AI in the lab
How scientists are leveraging artificial intelligence to unlock new solutions for growers everywhere
If there is one thing recent history has shown us, it’s how quickly technology can change the way we live. Just think of the breakthrough of the Internet or the generational changes made by the introduction of the first smartphone. Now we are going through another seismic technological shift driven by the innovative breakthroughs of artificial intelligence (AI).
Until recently, few of us may have heard of ChatGPT or Generative Artificial Intelligence (GenAI), but today, AI is part of our everyday lives, effortlessly generating things like text, presentations, social media posts and images.
And the world of research chemistry is no different. AI has been so influential that the 2024 Nobel Prize in Chemistry was awarded to the inventors of an AI model called AlphaFold that can predict the structures of proteins from genetic code. This is a breakthrough that can help accelerate drug discovery and our understanding of how diseases function.
In an era of complex and ever-evolving agricultural challenges, AI is helping chemists to create the next generation of sustainable products that can help protect crops from pests and diseases, in more efficient and effective ways.
In the lab, the process for designing and optimizing new crop protection products usually works on an iterative cycle – Design, Synthesis, Testing and Analysis, or DSTA for short.
Ed Emmett, Syngenta’s Head of Weed Control Chemistry, explains that: “AI touches every part of the DSTA cycle and at every stage we’re already using AI.”

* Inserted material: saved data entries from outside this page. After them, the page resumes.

//! Heartbeat loop and coordinator liveness watchdog (C6).
use std::sync::Arc;
use std::time::Duration;

use rand::Rng;

use crate::election::ElectionEngine;
use crate::pool::Transport;
use crate::protocol::MessageType;
use crate::shutdown::Shutdown;

/// Non-coordinators declare the leader dead after this long without a frame.
const HEARTBEAT_WATCHDOG: Duration = Duration::from_secs(6);

/// Runs the periodic heartbeat tick until told to shut down.
///
/// Each tick either broadcasts `HEARTBEAT` (if this node is coordinator) or
/// checks how long it's been since the last one was seen from the believed
/// coordinator, triggering a new election past [`HEARTBEAT_WATCHDOG`].
pub async fn run(transport: Arc<Transport>, election: Arc<ElectionEngine>, self_id: u32, mut shutdown: Shutdown) {
    while !shutdown.is_shutdown() {
        let jitter_ms = rand::thread_rng().gen_range(0..=250);
        let tick = tokio::time::sleep(Duration::from_millis(1000 + jitter_ms));

        tokio::select! {
            _ = tick => {}
            _ = shutdown.recv() => break,
        }

        if election.is_self_coordinator() {
            let others: Vec<u32> = transport.peers().others(self_id).collect();
            for pid in others {
                let ts = transport.clock().tick();
                transport.send(pid, MessageType::Heartbeat, ts).await;
            }
        } else if let Some(coordinator) = election.coordinator_id() {
            if election.time_since_last_heartbeat() > HEARTBEAT_WATCHDOG {
                election.clear_coordinator_as_dead(coordinator);
                election.start_election().await;
            }
        }
    }
}

/// Inbound `HEARTBEAT` handling, shared by the dispatcher.
pub fn handle_heartbeat(election: &ElectionEngine, sender: u32) {
    if election.coordinator_id() == Some(sender) {
        election.refresh_last_heartbeat();
    } else if election.coordinator_id().is_none() {
        election.install_coordinator_via_heartbeat(sender);
    }
}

To make sense of the impact that AI is having in this area of chemistry, let’s look at each stage of the process in more detail.
Design and discovery
Design is exactly what it sounds like – it’s the creation of a molecular blueprint. However, Chris Baker, Syngenta Head of Computational Chemistry Jealott's Hill, is quick to point out the sheer scale of the challenge involved in discovering a new molecule. He says: “The chemical space is enormous – there are more molecules we could make than there are stars in the universe, so where do we even start looking?”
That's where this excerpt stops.